Calvino fue apocalíptico en su narración. Un profeta funesto. Incómodo. Pero, como en tantas otras ocasiones, la realidad arrolla a la ficción, y el italiano tuvo en qué cimentar su historia. Unos años antes de que saliera a la venta ‘La nube de smog’, en 1952, se produjo en Londres uno de los más trágicos impactos medioambientales de los que se tiene constancia. Entre el 5 y el 9 de diciembre, un descenso drástico de las temperaturas, combinado con un crecimiento incontrolado de quema de combustibles fósiles en la industria, los transportes y los hogares (en aquel tiempo se usa carbón de baja calidad, rico en cambio en azufre), produjo una niebla contaminante que acabó con la vida de doce mil londinenses y dejó enfermos a unos cien mil. La mayoría niños, ancianos y personas con problemas respiratorios previos.

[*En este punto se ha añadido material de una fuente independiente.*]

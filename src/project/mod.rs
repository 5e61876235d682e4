//! The host project as seen by the wiring pass.
//!
//! [`Project`] is everything the pass needs from the host build: source groups,
//! named dependency buckets and the task graph, all looked up by name. The pass
//! only ever reads or appends through it. [`HostProject`] is the in-memory
//! implementation used by drivers and tests.

mod manifest;
mod source;
mod tasks;

use std::collections::BTreeMap;

use camino::{Utf8Path, Utf8PathBuf};

pub use crate::project::manifest::ProjectManifest;
pub use crate::project::source::{SourceDirectorySet, SourceGroup};
pub use crate::project::tasks::{TaskGraph, TaskId, TaskNode};

use crate::core::Dependency;
use crate::error::WiringError;

/// Tasks every JVM-style host is expected to define.
pub mod conventions {
    pub const COMPILE: &str = "compileJava";
    pub const PACKAGE: &str = "jar";
    pub const ASSEMBLE: &str = "assemble";
    pub const BUILD: &str = "build";
    pub const RUNTIME_CLASSPATH: &str = "runtimeClasspath";
    pub const COMPILE_CLASSPATH: &str = "compileClasspath";
}

pub trait Project {
    fn name(&self) -> &str;

    /// Directory relative source paths are resolved against.
    fn project_dir(&self) -> &Utf8Path;

    /// Build output directory, relative to the project directory.
    fn build_dir(&self) -> Utf8PathBuf {
        Utf8PathBuf::from("build")
    }

    /// Names of the source groups as they are right now.
    fn source_group_names(&self) -> Vec<String>;

    fn source_group(&self, name: &str) -> Option<&SourceGroup>;

    /// Attaches `set` to the group under `key`, replacing what was there.
    fn attach_source_set(
        &mut self,
        group: &str,
        key: &str,
        set: SourceDirectorySet,
    ) -> Result<(), WiringError>;

    /// Returns `false` if the group already had this resource root.
    fn add_resource_root(&mut self, group: &str, dir: Utf8PathBuf) -> Result<bool, WiringError>;

    fn dependencies(&self, bucket: &str) -> Option<&[Dependency]>;

    /// Creates the bucket unless it exists already.
    fn ensure_bucket(&mut self, bucket: &str);

    fn add_dependency(&mut self, bucket: &str, dependency: Dependency) -> Result<(), WiringError>;

    fn task(&self, name: &str) -> Option<TaskId>;

    fn task_node(&self, id: TaskId) -> &TaskNode;

    fn register_task(&mut self, name: &str, enabled: bool) -> Result<TaskId, WiringError>;

    fn set_enabled(&mut self, id: TaskId, enabled: bool);

    /// Returns `false` if the edge already existed.
    fn depends_on(
        &mut self,
        dependent: TaskId,
        prerequisite: TaskId,
    ) -> Result<bool, WiringError>;
}

/// In-memory project model.
#[derive(Debug)]
pub struct HostProject {
    name: String,
    project_dir: Utf8PathBuf,
    groups: BTreeMap<String, SourceGroup>,
    buckets: BTreeMap<String, Vec<Dependency>>,
    pub tasks: TaskGraph,
}

impl HostProject {
    /// An empty project, no groups, buckets or tasks.
    pub fn new(name: impl Into<String>, project_dir: impl Into<Utf8PathBuf>) -> Self {
        Self {
            name: name.into(),
            project_dir: project_dir.into(),
            groups: BTreeMap::new(),
            buckets: BTreeMap::new(),
            tasks: TaskGraph::new(),
        }
    }

    /// A project with what the base JVM convention sets up: `main` and `test`
    /// groups, classpath buckets and the `compileJava -> jar -> assemble ->
    /// build` chain.
    pub fn java_conventions(
        name: impl Into<String>,
        project_dir: impl Into<Utf8PathBuf>,
    ) -> Result<Self, WiringError> {
        use conventions::*;

        let mut project = Self::new(name, project_dir);
        project.add_source_group("main");
        project.add_source_group("test");
        project.ensure_bucket(COMPILE_CLASSPATH);
        project.ensure_bucket(RUNTIME_CLASSPATH);

        let mut previous = None;
        for name in [COMPILE, PACKAGE, ASSEMBLE, BUILD] {
            let id = project.tasks.register(name, true)?;
            if let Some(prerequisite) = previous {
                project.tasks.depends_on(id, prerequisite)?;
            }
            previous = Some(id);
        }

        Ok(project)
    }

    /// Returns the named group, creating it with the conventional layout.
    pub fn add_source_group(&mut self, name: &str) -> &mut SourceGroup {
        self.groups
            .entry(name.to_string())
            .or_insert_with(|| SourceGroup::conventional(name))
    }

    pub fn set_task_enabled(&mut self, name: &str, enabled: bool) -> Result<(), WiringError> {
        let id = self
            .tasks
            .get(name)
            .ok_or_else(|| WiringError::MissingTask(name.to_string()))?;
        self.tasks.node_mut(id).enabled = enabled;
        Ok(())
    }

    /// Direct prerequisites of a task by name, empty if there is no such task.
    pub fn prerequisites(&self, name: &str) -> Vec<&str> {
        self.tasks
            .get(name)
            .map(|id| self.tasks.prerequisites(id))
            .unwrap_or_default()
    }
}

impl Project for HostProject {
    fn name(&self) -> &str {
        &self.name
    }

    fn project_dir(&self) -> &Utf8Path {
        &self.project_dir
    }

    fn source_group_names(&self) -> Vec<String> {
        self.groups.keys().cloned().collect()
    }

    fn source_group(&self, name: &str) -> Option<&SourceGroup> {
        self.groups.get(name)
    }

    fn attach_source_set(
        &mut self,
        group: &str,
        key: &str,
        set: SourceDirectorySet,
    ) -> Result<(), WiringError> {
        let group = self
            .groups
            .get_mut(group)
            .ok_or_else(|| WiringError::MissingSourceGroup(group.to_string()))?;
        group.extensions.insert(key.to_string(), set);
        Ok(())
    }

    fn add_resource_root(&mut self, group: &str, dir: Utf8PathBuf) -> Result<bool, WiringError> {
        let group = self
            .groups
            .get_mut(group)
            .ok_or_else(|| WiringError::MissingSourceGroup(group.to_string()))?;
        Ok(group.resources.src_dir(dir))
    }

    fn dependencies(&self, bucket: &str) -> Option<&[Dependency]> {
        self.buckets.get(bucket).map(Vec::as_slice)
    }

    fn ensure_bucket(&mut self, bucket: &str) {
        self.buckets.entry(bucket.to_string()).or_default();
    }

    fn add_dependency(&mut self, bucket: &str, dependency: Dependency) -> Result<(), WiringError> {
        self.buckets
            .get_mut(bucket)
            .ok_or_else(|| WiringError::MissingBucket(bucket.to_string()))?
            .push(dependency);
        Ok(())
    }

    fn task(&self, name: &str) -> Option<TaskId> {
        self.tasks.get(name)
    }

    fn task_node(&self, id: TaskId) -> &TaskNode {
        self.tasks.node(id)
    }

    fn register_task(&mut self, name: &str, enabled: bool) -> Result<TaskId, WiringError> {
        self.tasks.register(name, enabled)
    }

    fn set_enabled(&mut self, id: TaskId, enabled: bool) {
        self.tasks.node_mut(id).enabled = enabled;
    }

    fn depends_on(
        &mut self,
        dependent: TaskId,
        prerequisite: TaskId,
    ) -> Result<bool, WiringError> {
        self.tasks.depends_on(dependent, prerequisite)
    }
}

Había zonas de la ciudad en las que resultaba imposible el tráfico. Teatros y cines tuvieron que cerrar debido a que la niebla se filtraba impidiendo ver las plateas y las pantallas. Aquella tragedia se conoce como ‘La gran niebla de Londres’.

Desde entonces, los niveles de contaminación han crecido exponencialmente. En cierto modo, vivimos en nidos de polución, nos hemos acostumbrado a ella, como los habitantes de la ciudad retratada por nuestro protagonista se acostumbraron a ese hollín, a esa mugre contaminante, a ese smog. Nos hemos acostumbrado a tirar toneladas de alimentos, a comprar por defecto productos en envases, a ensuciar las calles, a no reciclar, a consumir de manera salvaje. Todo eso deteriora el aire. Contamina. Ya se dijo: lo peor del presente es el futuro. Que no lo sea.